LA BATAILLE DE LA PYRALE

La vallée de la Sorgues, le Saint-Affricain et la basse vallée du Tarn ont durement été touchés par la pyrale du buis. Faut-il craindre pour les buissières du Larzac ? Enquête à l’ombre de ces buissières patrimoniales.

Col de Tiergues, l’Izoard des coureurs de 100 bornes, prendre à droite direction St-Rome puis de suite à gauche, la route des dolmens. Surtout bien repérer la croix de Baldassé, encore 500 mètres, la D50 s’enfonce avec gaité dans un vallon dominé par un champ éolien. Curieusement, ça roule fort, les camions se succèdent dans un nuage de poussière, les virages et bas côtés rongés par les 10 tonnes transportant gravats et graviers.
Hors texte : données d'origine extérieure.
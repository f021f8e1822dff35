//! Input events for carousel interaction.

use serde::{Deserialize, Serialize};

/// Identifier the browser assigns to each active pointer.
pub type PointerId = i32;

/// Phase of a pointer event.
#[derive(Debug, Clone, Copy, PartialEq, Eq, Serialize, Deserialize)]
#[serde(rename_all = "lowercase")]
pub enum PointerPhase {
    /// Pointer pressed on the track.
    Down,
    /// Pointer moved.
    Move,
    /// Pointer released.
    Up,
    /// Pointer cancelled by the platform (e.g., scroll takeover).
    Cancel,
    /// Pointer left the track.
    Leave,
}

impl PointerPhase {
    /// Whether this phase closes a drag session.
    #[must_use]
    pub const fn ends_session(self) -> bool {
        matches!(self, Self::Up | Self::Cancel | Self::Leave)
    }
}

/// A single pointer event on the carousel track.
#[derive(Debug, Clone, Copy, PartialEq, Serialize, Deserialize)]
#[serde(rename_all = "camelCase")]
pub struct PointerEvent {
    /// Phase of this event.
    pub phase: PointerPhase,
    /// Pointer identifier (distinguishes touch points).
    pub pointer_id: PointerId,
    /// Horizontal position in client coordinates.
    pub x: f32,
}

impl PointerEvent {
    /// Create a new pointer event.
    #[must_use]
    pub const fn new(phase: PointerPhase, pointer_id: PointerId, x: f32) -> Self {
        Self {
            phase,
            pointer_id,
            x,
        }
    }

    /// Pointer pressed.
    #[must_use]
    pub const fn down(pointer_id: PointerId, x: f32) -> Self {
        Self::new(PointerPhase::Down, pointer_id, x)
    }

    /// Pointer moved.
    #[must_use]
    pub const fn moved(pointer_id: PointerId, x: f32) -> Self {
        Self::new(PointerPhase::Move, pointer_id, x)
    }

    /// Pointer released.
    #[must_use]
    pub const fn up(pointer_id: PointerId, x: f32) -> Self {
        Self::new(PointerPhase::Up, pointer_id, x)
    }
}

/// Keys the carousel reacts to.
#[derive(Debug, Clone, Copy, PartialEq, Eq, Serialize, Deserialize)]
pub enum NavigationKey {
    /// Show the previous slide.
    ArrowLeft,
    /// Show the next slide.
    ArrowRight,
}

impl NavigationKey {
    /// Map a DOM `KeyboardEvent.key` value.
    #[must_use]
    pub fn from_key(key: &str) -> Option<Self> {
        match key {
            "ArrowLeft" => Some(Self::ArrowLeft),
            "ArrowRight" => Some(Self::ArrowRight),
            _ => None,
        }
    }
}

/// All inputs a carousel can receive from its host.
#[derive(Debug, Clone, PartialEq, Serialize, Deserialize)]
#[serde(
    tag = "type",
    content = "data",
    rename_all = "snake_case",
    rename_all_fields = "camelCase"
)]
pub enum CarouselInput {
    /// Pointer event on the track.
    Pointer(PointerEvent),

    /// Key pressed while the carousel has focus.
    Key {
        /// DOM key name.
        key: String,
    },

    /// Layout changed; carries the new track width in pixels.
    Resize {
        /// Track width in pixels.
        track_width: f32,
    },

    /// Pointer entered or left the carousel.
    Hover {
        /// Whether the pointer is over the carousel.
        hovered: bool,
    },

    /// Focus entered or left the carousel.
    Focus {
        /// Whether focus is inside the carousel.
        focused: bool,
    },

    /// Reduced-motion preference changed.
    ReducedMotion {
        /// Whether the user asks for reduced motion.
        reduce: bool,
    },

    /// Direct selection (dot or thumbnail).
    Select {
        /// Proposed index, normalized before use.
        index: i64,
    },

    /// Next button.
    Next,

    /// Previous button.
    Previous,

    /// The caller supplies a new controlled index.
    Sync {
        /// Caller-owned index.
        index: usize,
    },
}
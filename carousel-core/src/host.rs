//! # Host Plumbing
//!
//! Pieces a host embedding needs around the engine when its callbacks may
//! re-enter it (script callbacks in the browser binding):
//!
//! - [`IndexQueue`] buffers observer calls made while the engine is borrowed,
//!   so they can be delivered once the borrow is released.
//! - [`ClickGuard`] remembers that the click following a drag release must be
//!   swallowed.
//! - [`frame_elapsed`] turns a frame delta in milliseconds into a duration.

use std::cell::{Cell, RefCell};
use std::rc::Rc;
use std::time::Duration;

/// Observer calls waiting for delivery.
#[derive(Debug, Clone, Default)]
pub struct IndexQueue {
    pending: Rc<RefCell<Vec<usize>>>,
}

impl IndexQueue {
    /// Create an empty queue.
    #[must_use]
    pub fn new() -> Self {
        Self::default()
    }

    /// Observer that appends to this queue, for
    /// [`Carousel::with_observer`](crate::Carousel::with_observer).
    pub fn observer(&self) -> impl FnMut(usize) + 'static {
        let pending = Rc::clone(&self.pending);
        move |index| pending.borrow_mut().push(index)
    }

    /// Take every queued index, oldest first.
    #[must_use]
    pub fn drain(&self) -> Vec<usize> {
        std::mem::take(&mut *self.pending.borrow_mut())
    }

    /// Drop queued indices without delivering them.
    pub fn clear(&self) {
        self.pending.borrow_mut().clear();
    }

    /// Number of queued indices.
    #[must_use]
    pub fn len(&self) -> usize {
        self.pending.borrow().len()
    }

    /// Whether nothing is queued.
    #[must_use]
    pub fn is_empty(&self) -> bool {
        self.pending.borrow().is_empty()
    }
}

/// One-shot guard for the click a browser synthesizes after `pointerup`.
#[derive(Debug, Default)]
pub struct ClickGuard {
    armed: Cell<bool>,
}

impl ClickGuard {
    /// Create a disarmed guard.
    #[must_use]
    pub fn new() -> Self {
        Self::default()
    }

    /// Arm the guard after a release of type `event_type` that asked for
    /// click suppression. Only `pointerup` is followed by a click; cancel and
    /// leave disarm it.
    pub fn arm_after(&self, event_type: &str) {
        self.armed.set(event_type == "pointerup");
    }

    /// Whether the click being handled must be swallowed. Disarms the guard.
    pub fn take(&self) -> bool {
        self.armed.replace(false)
    }

    /// Whether the guard is armed.
    #[must_use]
    pub fn is_armed(&self) -> bool {
        self.armed.get()
    }
}

/// Convert a frame delta in milliseconds into a duration.
///
/// Returns `None` for deltas that cannot advance time: non-positive,
/// non-finite, or too large to represent.
#[must_use]
pub fn frame_elapsed(elapsed_ms: f64) -> Option<Duration> {
    if elapsed_ms <= 0.0 {
        return None;
    }
    Duration::try_from_secs_f64(elapsed_ms / 1000.0).ok()
}

#[cfg(test)]
mod tests {
    use super::*;
    use crate::{Carousel, CarouselOptions, Slide};

    #[test]
    fn queue_delivers_in_order_and_empties() {
        let queue = IndexQueue::new();
        let mut observer = queue.observer();
        observer(2);
        observer(0);
        assert_eq!(queue.len(), 2);
        assert_eq!(queue.drain(), vec![2, 0]);
        assert!(queue.is_empty());
        assert!(queue.drain().is_empty());
    }

    #[test]
    fn queued_delivery_may_reenter_engine() {
        let queue = IndexQueue::new();
        let carousel = Rc::new(RefCell::new(
            Carousel::with_manual_timers(vec![Slide::default(); 4], CarouselOptions::default())
                .unwrap()
                .with_observer(queue.observer()),
        ));

        carousel.borrow_mut().go_to_next();

        // The engine borrow above has ended; delivery can call back in.
        let mut seen = Vec::new();
        for index in queue.drain() {
            seen.push(index);
            let mut engine = carousel.borrow_mut();
            assert_eq!(engine.active_index(), index);
            engine.go_to_next();
        }
        assert_eq!(seen, vec![1]);
        assert_eq!(queue.drain(), vec![2]);
        assert_eq!(carousel.borrow().announcement(), "Slide 3 of 4");
    }

    #[test]
    fn queue_clear_drops_pending() {
        let queue = IndexQueue::new();
        let mut observer = queue.observer();
        observer(3);
        queue.clear();
        assert!(queue.is_empty());
    }

    #[test]
    fn click_guard_arms_only_after_pointerup() {
        let guard = ClickGuard::new();
        guard.arm_after("pointerup");
        assert!(guard.is_armed());
        assert!(guard.take());
        assert!(!guard.take());

        guard.arm_after("pointercancel");
        assert!(!guard.take());

        guard.arm_after("pointerup");
        guard.arm_after("pointerleave");
        assert!(!guard.take());
    }

    #[test]
    fn frame_elapsed_rejects_unusable_deltas() {
        assert_eq!(frame_elapsed(16.0), Some(Duration::from_millis(16)));
        assert_eq!(frame_elapsed(0.0), None);
        assert_eq!(frame_elapsed(-5.0), None);
        assert_eq!(frame_elapsed(f64::NAN), None);
        assert_eq!(frame_elapsed(f64::INFINITY), None);
        assert_eq!(frame_elapsed(1e300), None);
    }
}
Le hameau de Crassous se découvre rapidement, une ferme à gauche, de vieux engins agricoles et sur la droite, un ensemble de maisonnettes, quelques belles demeures, ça rénove, ça restaure, çà remonte de vieux murs, de belles cheminées. A deux pas de Saint-Affrique,  l’habitat local y est prisé.
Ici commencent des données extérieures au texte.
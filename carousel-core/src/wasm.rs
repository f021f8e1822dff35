//! WebAssembly bindings for carousel-core.
//!
//! The page forwards DOM events to a [`WasmCarousel`] and drives its timer
//! from `requestAnimationFrame`:
//!
//! ```text
//! const carousel = new WasmCarousel(track, slidesJson, optionsJson, onChange);
//! track.addEventListener('pointerdown', (e) => carousel.pointerDown(e));
//! track.addEventListener('pointerup', (e) => carousel.pointerUp(e));
//! track.addEventListener('click', (e) => carousel.click(e), true);
//! requestAnimationFrame(function frame(t) { carousel.tick(t - last); ... });
//! ```

use std::cell::RefCell;
use std::rc::Rc;

use wasm_bindgen::prelude::*;
use wasm_bindgen::JsCast;
use web_sys::{HtmlElement, KeyboardEvent, MouseEvent, PointerEvent, Window};

use crate::host::{frame_elapsed, ClickGuard, IndexQueue};
use crate::{CaptureChange, Carousel, CarouselOptions, ManualTimers, Slide};

type SharedCarousel = Rc<RefCell<Carousel<ManualTimers>>>;

const REDUCED_MOTION_QUERY: &str = "(prefers-reduced-motion: reduce)";

/// Initialize the carousel WASM module.
#[wasm_bindgen(start)]
pub fn init() {
    // Set up panic hook for better error messages
    console_error_panic_hook::set_once();
}

/// Window `resize` listener, removed when dropped.
struct ResizeSubscription {
    window: Window,
    listener: Closure<dyn FnMut()>,
}

impl ResizeSubscription {
    fn subscribe(
        window: Window,
        engine: &SharedCarousel,
        track: &HtmlElement,
    ) -> Result<Self, JsValue> {
        let engine = Rc::clone(engine);
        let track = track.clone();
        let listener = Closure::<dyn FnMut()>::new(move || {
            if let Ok(mut carousel) = engine.try_borrow_mut() {
                carousel.on_resize(track_width(&track));
            }
        });
        window.add_event_listener_with_callback("resize", listener.as_ref().unchecked_ref())?;
        Ok(Self { window, listener })
    }
}

impl Drop for ResizeSubscription {
    fn drop(&mut self) {
        if let Err(err) = self
            .window
            .remove_event_listener_with_callback("resize", self.listener.as_ref().unchecked_ref())
        {
            tracing::warn!(?err, "Failed to remove resize listener");
        }
    }
}

#[allow(clippy::cast_precision_loss)]
fn track_width(track: &HtmlElement) -> f32 {
    track.client_width() as f32
}

#[allow(clippy::cast_precision_loss)]
fn client_x(event: &MouseEvent) -> f32 {
    event.client_x() as f32
}

fn prefers_reduced_motion(window: &Window) -> bool {
    window
        .match_media(REDUCED_MOTION_QUERY)
        .ok()
        .flatten()
        .is_some_and(|query| query.matches())
}

/// Carousel instance for WASM.
#[wasm_bindgen]
pub struct WasmCarousel {
    engine: SharedCarousel,
    track: HtmlElement,
    notifications: IndexQueue,
    on_change: Option<js_sys::Function>,
    resize: RefCell<Option<ResizeSubscription>>,
    click_guard: ClickGuard,
}

#[wasm_bindgen]
impl WasmCarousel {
    /// Create a carousel bound to `track`.
    ///
    /// # Errors
    ///
    /// Returns an error string if the slides or options JSON is invalid, the
    /// options are rejected, or the resize listener cannot be registered.
    #[wasm_bindgen(constructor)]
    pub fn new(
        track: HtmlElement,
        slides_json: &str,
        options_json: &str,
        on_change: Option<js_sys::Function>,
    ) -> Result<WasmCarousel, String> {
        let slides = Slide::list_from_json(slides_json).map_err(|e| e.to_string())?;
        let mut options = CarouselOptions::from_json(options_json).map_err(|e| e.to_string())?;

        let window = web_sys::window();
        if let Some(window) = &window {
            options.reduced_motion |= prefers_reduced_motion(window);
        }

        let notifications = IndexQueue::new();
        let mut carousel = Carousel::with_manual_timers(slides, options)
            .map_err(|e| e.to_string())?
            .with_observer(notifications.observer());
        carousel.set_track_width(track_width(&track));
        let engine = Rc::new(RefCell::new(carousel));

        let resize = window
            .map(|window| ResizeSubscription::subscribe(window, &engine, &track))
            .transpose()
            .map_err(|err| format!("Failed to subscribe to resize: {err:?}"))?;

        Ok(Self {
            engine,
            track,
            notifications,
            on_change,
            resize: RefCell::new(resize),
            click_guard: ClickGuard::new(),
        })
    }

    /// Forward `pointerdown`.
    #[wasm_bindgen(js_name = pointerDown)]
    pub fn pointer_down(&self, event: &PointerEvent) {
        self.engine
            .borrow_mut()
            .on_pointer_down(event.pointer_id(), client_x(event));
        self.flush();
    }

    /// Forward `pointermove`.
    #[wasm_bindgen(js_name = pointerMove)]
    pub fn pointer_move(&self, event: &PointerEvent) {
        let response = self
            .engine
            .borrow_mut()
            .on_pointer_move(event.pointer_id(), client_x(event));
        self.apply_capture(response.capture);
    }

    /// Forward `pointerup`, `pointercancel` and `pointerleave`.
    ///
    /// The track is measured again first, so a layout change without a
    /// window resize still gets the right swipe threshold.
    ///
    /// Returns `true` when the click that follows will be swallowed.
    #[wasm_bindgen(js_name = pointerUp)]
    pub fn pointer_up(&self, event: &PointerEvent) -> bool {
        let width = track_width(&self.track);
        let response = {
            let mut engine = self.engine.borrow_mut();
            engine.set_track_width(width);
            engine.on_pointer_up(event.pointer_id())
        };
        self.apply_capture(response.capture);
        if response.suppress_click {
            event.prevent_default();
            event.stop_propagation();
            self.click_guard.arm_after(&event.type_());
        }
        self.flush();
        response.suppress_click
    }

    /// Forward `click` (register in the capture phase). Swallows the click
    /// synthesized after a drag.
    pub fn click(&self, event: &MouseEvent) {
        if self.click_guard.take() {
            event.prevent_default();
            event.stop_propagation();
        }
    }

    /// Forward `keydown`.
    #[wasm_bindgen(js_name = keyDown)]
    pub fn key_down(&self, event: &KeyboardEvent) {
        let response = self.engine.borrow_mut().on_key(&event.key());
        if response.prevent_default {
            event.prevent_default();
        }
        self.flush();
    }

    /// Pointer entered (`true`) or left (`false`) the carousel.
    #[wasm_bindgen(js_name = setHovered)]
    pub fn set_hovered(&self, hovered: bool) {
        self.engine.borrow_mut().set_hovered(hovered);
    }

    /// Focus entered (`true`) or left (`false`) the carousel.
    #[wasm_bindgen(js_name = setFocused)]
    pub fn set_focused(&self, focused: bool) {
        self.engine.borrow_mut().set_focused(focused);
    }

    /// Reduced-motion media query changed.
    #[wasm_bindgen(js_name = setReducedMotion)]
    pub fn set_reduced_motion(&self, reduce: bool) {
        self.engine.borrow_mut().set_reduced_motion(reduce);
    }

    /// Next button.
    pub fn next(&self) {
        self.engine.borrow_mut().go_to_next();
        self.flush();
    }

    /// Previous button.
    pub fn previous(&self) {
        self.engine.borrow_mut().go_to_previous();
        self.flush();
    }

    /// Dot selection.
    #[wasm_bindgen(js_name = goTo)]
    pub fn go_to(&self, index: i32) {
        self.engine.borrow_mut().go_to(i64::from(index));
        self.flush();
    }

    /// Supply the caller-owned index (controlled mode).
    #[wasm_bindgen(js_name = syncIndex)]
    pub fn sync_index(&self, index: u32) -> bool {
        let index = usize::try_from(index).unwrap_or(usize::MAX);
        self.engine.borrow_mut().sync_external_index(index)
    }

    /// Advance the autoplay clock by `elapsed_ms`. Unusable deltas (NaN,
    /// negative, absurdly large) are ignored; a long gap fires at most once.
    pub fn tick(&self, elapsed_ms: f64) {
        let Some(elapsed) = frame_elapsed(elapsed_ms) else {
            return;
        };
        self.engine.borrow_mut().advance(elapsed);
        self.flush();
    }

    /// Re-measure the track (e.g. from a `ResizeObserver`).
    pub fn measure(&self) {
        let width = track_width(&self.track);
        self.engine.borrow_mut().on_resize(width);
    }

    /// Currently rendered slide.
    #[wasm_bindgen(js_name = activeIndex)]
    #[must_use]
    pub fn active_index(&self) -> u32 {
        u32::try_from(self.engine.borrow().active_index()).unwrap_or(u32::MAX)
    }

    /// Live-region text.
    #[must_use]
    pub fn announcement(&self) -> String {
        self.engine.borrow().announcement().to_string()
    }

    /// CSS `transform` for the track.
    #[wasm_bindgen(js_name = trackTransform)]
    #[must_use]
    pub fn track_transform(&self) -> String {
        self.engine.borrow().track_style().transform_css()
    }

    /// CSS `transition` for the track.
    #[wasm_bindgen(js_name = trackTransition)]
    #[must_use]
    pub fn track_transition(&self) -> String {
        self.engine.borrow().track_style().transition_css().to_string()
    }

    /// Slide render state as JSON.
    #[wasm_bindgen(js_name = getSlidesJson)]
    #[must_use]
    pub fn get_slides_json(&self) -> String {
        serde_json::to_string(&self.engine.borrow().slide_views()).unwrap_or_default()
    }

    /// Region role and label as JSON.
    #[wasm_bindgen(js_name = getRegionJson)]
    #[must_use]
    pub fn get_region_json(&self) -> String {
        serde_json::to_string(&self.engine.borrow().region()).unwrap_or_default()
    }

    /// Arrow and dot state as JSON.
    #[wasm_bindgen(js_name = getControlsJson)]
    #[must_use]
    pub fn get_controls_json(&self) -> String {
        serde_json::to_string(&self.engine.borrow().controls()).unwrap_or_default()
    }

    /// Remove listeners and stop autoplay.
    pub fn dispose(&self) {
        self.resize.borrow_mut().take();
        self.engine.borrow_mut().dispose();
        self.notifications.clear();
    }
}

impl WasmCarousel {
    fn apply_capture(&self, change: Option<CaptureChange>) {
        let result = match change {
            Some(CaptureChange::Capture(id)) => self.track.set_pointer_capture(id),
            Some(CaptureChange::Release(id)) => self.track.release_pointer_capture(id),
            None => return,
        };
        if let Err(err) = result {
            tracing::trace!(?err, "Pointer capture change rejected");
        }
    }

    /// Deliver queued index notifications once the engine is no longer
    /// borrowed, so the callback may call back into this instance.
    fn flush(&self) {
        let pending = self.notifications.drain();
        let Some(callback) = &self.on_change else {
            return;
        };
        for index in pending {
            let value = JsValue::from(u32::try_from(index).unwrap_or(u32::MAX));
            if let Err(err) = callback.call1(&JsValue::NULL, &value) {
                tracing::warn!(?err, "Index change callback threw");
            }
        }
    }
}

#[cfg(all(test, target_arch = "wasm32"))]
mod tests {
    use wasm_bindgen_test::{wasm_bindgen_test, wasm_bindgen_test_configure};
    use web_sys::Event;

    use super::*;

    wasm_bindgen_test_configure!(run_in_browser);

    const THREE_SLIDES: &str = "[{},{},{}]";

    fn detached_track() -> HtmlElement {
        web_sys::window()
            .unwrap()
            .document()
            .unwrap()
            .create_element("div")
            .unwrap()
            .dyn_into::<HtmlElement>()
            .unwrap()
    }

    fn fire_window_resize() {
        let window = web_sys::window().unwrap();
        window
            .dispatch_event(&Event::new("resize").unwrap())
            .unwrap();
    }

    #[wasm_bindgen_test]
    fn resize_listener_cancels_drag_until_dropped() {
        let window = web_sys::window().unwrap();
        let engine: SharedCarousel = Rc::new(RefCell::new(
            Carousel::with_manual_timers(vec![Slide::default(); 3], CarouselOptions::default())
                .unwrap(),
        ));
        let subscription =
            ResizeSubscription::subscribe(window, &engine, &detached_track()).unwrap();

        engine.borrow_mut().on_pointer_down(1, 100.0);
        fire_window_resize();
        assert!(engine.borrow().drag_session().is_none());

        drop(subscription);
        engine.borrow_mut().on_pointer_down(1, 100.0);
        fire_window_resize();
        assert!(engine.borrow().drag_session().is_some());
    }

    #[wasm_bindgen_test]
    fn dispose_removes_resize_listener() {
        let carousel = WasmCarousel::new(detached_track(), THREE_SLIDES, "{}", None).unwrap();
        assert!(carousel.resize.borrow().is_some());

        carousel.dispose();
        assert!(carousel.resize.borrow().is_none());
        fire_window_resize();
    }

    #[wasm_bindgen_test]
    fn tick_ignores_unusable_deltas_and_coalesces_gaps() {
        let carousel = WasmCarousel::new(
            detached_track(),
            THREE_SLIDES,
            r#"{"loop":true,"autoPlay":true,"autoPlayIntervalMs":1000}"#,
            None,
        )
        .unwrap();
        carousel.set_reduced_motion(false);

        for delta in [f64::NAN, f64::INFINITY, -16.0, 0.0, 1e300] {
            carousel.tick(delta);
        }
        assert_eq!(carousel.active_index(), 0);

        carousel.tick(600_000.0);
        assert_eq!(carousel.active_index(), 1);
    }

    #[wasm_bindgen_test]
    fn change_callback_receives_each_index() {
        let callback = js_sys::Function::new_with_args(
            "index",
            "globalThis.__carouselSeen = (globalThis.__carouselSeen || []).concat([index]);",
        );
        let carousel =
            WasmCarousel::new(detached_track(), THREE_SLIDES, "{}", Some(callback)).unwrap();

        carousel.next();
        carousel.go_to(2);

        let seen = js_sys::Reflect::get(&js_sys::global(), &JsValue::from_str("__carouselSeen"))
            .unwrap();
        let seen: Vec<f64> = js_sys::Array::from(&seen)
            .iter()
            .filter_map(|value| value.as_f64())
            .collect();
        assert_eq!(seen, vec![1.0, 2.0]);
        assert_eq!(carousel.announcement(), "Slide 3 of 3");
    }

    #[wasm_bindgen_test]
    fn unmeasured_track_release_does_not_swipe() {
        let carousel = WasmCarousel::new(detached_track(), THREE_SLIDES, "{}", None).unwrap();
        let response = {
            let mut engine = carousel.engine.borrow_mut();
            engine.on_pointer_down(1, 500.0);
            engine.on_pointer_move(1, 100.0);
            engine.on_pointer_up(1)
        };
        assert!(response.suppress_click);
        assert_eq!(carousel.active_index(), 0);
    }
}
Crassous est connu des vttistes et des randonneurs. Une longue buissière le traverse, ce tunnel végétal qu’il est bon d’emprunter lorsque le soleil tape au zénith sur ces rondeurs ne dépassant pas les 700 mètres d’altitude.

La buissière du Crassous appartient au patrimoine local. Longue ramification, vénérable arbre généalogique racontant la vie des temps anciens, l’époque pas si vieille, le berger, son chien et son troupeau cheminant dans ces longs cordons ombilicaux bordés de pierres et de buis ancestraux.

Comme une peinture murale attaquée par la vermine, ce couloir naturel a souffert, la pyrale du buis s’offrant un festin royal mais funeste pour la survie de ces sentiers classés au patrimoine caussenard.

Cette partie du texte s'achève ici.